Allora, trama veloceveloce, che poi c’ho un paio di rospi anche per questo stimato autore: Colonia, 1248. I nobili ordiscono trame contro l’arcivescovo, un poveraccio buono a nulla, per caso e senza volerlo, ci rimane invischiato e finisce nel mirino di uno spietato killer medievale, talmente bruto e cativo da venir scambiato più volte per il diavolo in persona. Su tutto incombe la solita cattedrale in costruzione (nota folkloristica per gli ignorantoni come me: l’hanno iniziata nel 1248 e sono riusciti a concludere i lavori nel 1880. Celeri, no?!).

Ora, mi pare che in letteratura i cantieri sacri si sprechino, non sembra proprio la trovata narrativa più originale del mondo. Ma se non volevo la cattedrale in costruzione, mi scansavo un titolo che la reca nel nome, no? Giusto. Ma a me le cattedrali piacciono un zacco e mi ci ficco sempre in modo acritico. Ricordo di aver letto un più convincente Falcones, in merito, che nella sua Cattedrale del Mare, lungi dall’eguagliare i Pilastri della Terra del Folletto (non me ne vogliano i suoi detrattori recentemente rivelatisi tali su queste pagine), tutto sommato mi tratteggiava un affresco abbastanza affascinante e coinvolgente. Mica Dickens eh, zzzia, dico così, godibile.
(Eco? No per carità, non scomodiamo Eco. Perlomeno là i mattoni stavano tutti al posto loro e le opere erano belle che compiute).

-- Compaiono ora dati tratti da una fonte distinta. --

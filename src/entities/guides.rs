use chrono::{DateTime, Utc};
use sea_orm::entity::prelude::*;

#[derive(Clone, Debug, PartialEq, DeriveEntityModel, Eq)]
#[sea_orm(table_name = "guides")]
pub struct Model {
    #[sea_orm(primary_key)]
    pub id: i64,
    pub category: String,
    pub title: String,
    #[sea_orm(column_type = "Text")]
    pub content: String,
    pub sort_order: i32,
    pub is_published: bool,
    pub created_at: DateTime<Utc>,
    pub updated_at: DateTime<Utc>,
}

#[derive(Copy, Clone, Debug, EnumIter, DeriveRelation)]
pub enum Relation {}

impl ActiveModelBehavior for ActiveModel {}
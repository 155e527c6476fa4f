use chrono::{DateTime, NaiveDate, Utc};
use sea_orm::entity::prelude::*;
use serde::{Deserialize, Serialize};
use utoipa::ToSchema;

#[derive(
    Debug, Clone, Copy, Serialize, Deserialize, PartialEq, Eq, ToSchema, DeriveActiveEnum, EnumIter,
)]
#[sea_orm(rs_type = "String", db_type = "String(Some(16))")]
#[serde(rename_all = "snake_case")]
pub enum PeriodType {
    #[sea_orm(string_value = "weekly")]
    Weekly,
    #[sea_orm(string_value = "monthly")]
    Monthly,
}

#[derive(
    Debug, Clone, Copy, Serialize, Deserialize, PartialEq, Eq, ToSchema, DeriveActiveEnum, EnumIter,
)]
#[sea_orm(rs_type = "String", db_type = "String(Some(32))")]
#[serde(rename_all = "snake_case")]
pub enum SettlementPeriodStatus {
    #[sea_orm(string_value = "preparing")]
    Preparing,
    #[sea_orm(string_value = "processing")]
    Processing,
    #[sea_orm(string_value = "completed")]
    Completed,
}

#[derive(Clone, Debug, PartialEq, DeriveEntityModel, Eq)]
#[sea_orm(table_name = "settlement_periods")]
pub struct Model {
    #[sea_orm(primary_key)]
    pub id: i64,
    pub period_type: PeriodType,
    pub start_date: NaiveDate,
    pub end_date: NaiveDate,
    /// 정산금 지급 예정일
    pub settlement_date: NaiveDate,
    pub status: SettlementPeriodStatus,
    pub created_at: DateTime<Utc>,
    pub updated_at: DateTime<Utc>,
}

#[derive(Copy, Clone, Debug, EnumIter, DeriveRelation)]
pub enum Relation {}

impl ActiveModelBehavior for ActiveModel {}
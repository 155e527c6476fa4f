//! 관리자 백엔드 운영 도구
//!
//! ```bash
//! market-admin-cli migrate
//! market-admin-cli seed
//! market-admin-cli inspect-orders
//! market-admin-cli create-admin -e ops@example.com -n "운영자" -p 'Secret123!' -r admin
//! market-admin-cli ping --url http://localhost:8080
//! ```

use anyhow::{Context, anyhow, bail};
use clap::{Parser, Subcommand};
use env_logger::Env;

use market_admin::{
    client::{ApiClient, Operation},
    config::Config,
    database::{DbPool, create_pool, reset_schema, run_migrations},
    entities::admins::AdminRole,
    models::CreateAdminRequest,
    services::{AuthService, OrderService, SeedService},
    utils::JwtService,
};

#[derive(Parser)]
#[command(name = "market-admin-cli")]
#[command(author, version, about = "Market admin maintenance tools")]
struct Cli {
    #[command(subcommand)]
    command: Commands,
}

#[derive(Subcommand)]
enum Commands {
    /// 마이그레이션 적용
    Migrate,
    /// 모든 테이블을 지우고 마이그레이션을 다시 적용
    Reset {
        /// 확인 없이 실행
        #[arg(long)]
        yes: bool,
    },
    /// 데모 데이터 입력 (판매자가 있으면 건너뜀)
    Seed,
    /// 주문/결제/배송 상태 조합이 맞지 않는 주문 출력
    InspectOrders,
    /// 관리자 계정 생성
    CreateAdmin {
        #[arg(short, long)]
        email: String,

        #[arg(short, long)]
        name: String,

        #[arg(short, long)]
        password: String,

        /// super_admin, admin, viewer
        #[arg(short, long, default_value = "admin")]
        role: String,
    },
    /// 실행 중인 서버의 /health 확인
    Ping {
        #[arg(long, default_value = "http://localhost:8080")]
        url: String,
    },
}

#[tokio::main]
async fn main() {
    env_logger::Builder::from_env(Env::default().default_filter_or("info")).init();

    let cli = Cli::parse();

    if let Err(e) = run(cli).await {
        log::error!("Command failed: {e:#}");
        std::process::exit(1);
    }
}

async fn connect() -> anyhow::Result<(Config, DbPool)> {
    let config = Config::from_toml().map_err(|e| anyhow!("failed to load configuration: {e}"))?;
    let pool = create_pool(&config.database)
        .await
        .context("failed to connect to the database")?;
    Ok((config, pool))
}

async fn run(cli: Cli) -> anyhow::Result<()> {
    match cli.command {
        Commands::Migrate => {
            let (_, pool) = connect().await?;
            run_migrations(&pool).await.context("migration failed")?;
            log::info!("Migrations applied");
        }
        Commands::Reset { yes } => {
            if !yes {
                bail!("reset drops every table; pass --yes to continue");
            }
            let (_, pool) = connect().await?;
            reset_schema(&pool).await.context("reset failed")?;
            log::warn!("Schema reset");
        }
        Commands::Seed => {
            let (_, pool) = connect().await?;
            run_migrations(&pool).await.context("migration failed")?;
            let summary = SeedService::new(pool).seed().await.context("seeding failed")?;
            println!("{}", serde_json::to_string_pretty(&summary)?);
        }
        Commands::InspectOrders => {
            let (_, pool) = connect().await?;
            let findings = OrderService::new(pool)
                .find_inconsistencies()
                .await
                .context("order scan failed")?;
            if findings.is_empty() {
                log::info!("No inconsistent orders");
            } else {
                log::warn!("{} inconsistent orders", findings.len());
                println!("{}", serde_json::to_string_pretty(&findings)?);
            }
        }
        Commands::CreateAdmin {
            email,
            name,
            password,
            role,
        } => {
            let role = AdminRole::parse(&role)
                .ok_or_else(|| anyhow!("unknown role `{role}` (super_admin, admin, viewer)"))?;
            let (config, pool) = connect().await?;
            let jwt = JwtService::new(
                &config.jwt.secret,
                config.jwt.access_token_expires_in,
                config.jwt.refresh_token_expires_in,
            );
            let admin = AuthService::new(pool, jwt)
                .create_admin(CreateAdminRequest {
                    email,
                    name,
                    password,
                    role,
                })
                .await
                .context("failed to create admin")?;
            log::info!("Created admin {} ({})", admin.email, admin.role.as_str());
        }
        Commands::Ping { url } => {
            let client = ApiClient::new(&url)?;
            let health = client.call(Operation::Health, &[], &[], None).await?;
            println!("{health}");
        }
    }
    Ok(())
}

Qui per me Schätzing c’ha un problema, che avevo già intuito nel Quinto Giorno: ti deve insegnare le cose. Però lo fa dalla cattedra, non attraverso la narrazione, e la cosa a volte ha un che di stucchevole e fastidioso.
Mi spiego: se guardo la serie TV “I Tudor”, tanto per dirne una, ne esco che bene o male so un sacco di cose sulla casata e le varie faccende inglesi del tempo, senza aver preso parte ad una lezione di storia medievale.
Schätzing nun gliela fa. Ne Il Diavolo nella Cattedrale decide che devi sapere tutto (o peggio, deve mostrarti di sapere tutto) sulle faide tra chiesa e nobili nella germania del 1200, dei nessi tra papi occidentali e bizantini, delle crociate, delle frizioni socio politiche camuffate da aspirazioni religiose, filosofiche e spirituali, e avanti per questa via. Solo che te le racconta attraverso la bocca di uno dei personaggi, che si mette a disquisirne con un ignorante ladruncolo di strada (che già qui…) mentre fuggono (di solito nottetempo) braccati dal demonio in persona. Eeeeh già.
Insomma, anche se l’inreccio può andar bene per un pomeriggio di vacanza, risulta fin troppo strillato che il libro non vuol vivere di vita propria, ma è solo una scusa, un escamotage per insegnarti qualcosa.

Al che un po’ ti girano i maroni, e ti rivolgi con rinnovato vigore al leviatano pavese.